Nutrition Information

  • calories 137
  • caloriesfromfat 63 %
  • protein 4.1 g
  • fat 10 g
  • satfat 1.4 g
  • carbohydrate 9.1 g
  • fiber 6.8 g
  • sodium 798 mg
  • cholesterol 0.0 mg

How to Make It

  1. Look through seaweeds for any small pebbles or debris and discard. Soak wakame and arame in separate bowls with cool water to cover generously until tender, 5 to 12 minutes for wakame and 9 to 10 minutes for arame. Drain well. Snip dulse into 2-in.-long pieces; don't soak.

  2. Toast sesame seeds in a large frying pan over medium heat, stirring often, until golden, 3 to 4 minutes. Pour into a bowl.

  3. Add 1 tbsp. oil to the pan with the garlic and onions; sauté over medium heat until softened, 1 minute. Remove from heat.

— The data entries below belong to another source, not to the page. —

//! Background Tasks Module
//!
//! # Tasks
//! - TTL Cleanup: sweeps expired entries out of the in-memory backend

mod cleanup;

pub use cleanup::spawn_cleanup_task;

  4. Add seaweeds, remaining 1 tbsp. oil, and soy sauce. Toss gently to coat well and let stand until dulse is softened, 5 minutes. Mix in sesame seeds.

  5. Taste and add rice vinegar if you like. Serve warm or at room temperature.

  6. *Buy dried seaweed at natural foods stores and Asian markets, loveseaweed.com, seaweed.net, ohsv.net, or great-eastern-sun.com.

  7. Adapted from the 2001 cookbook Growing Up in a Korean Kitchen by Hi Soo Shin Hepinstall.

  8. Note: Nutritional analysis is per 3/4-cup serving.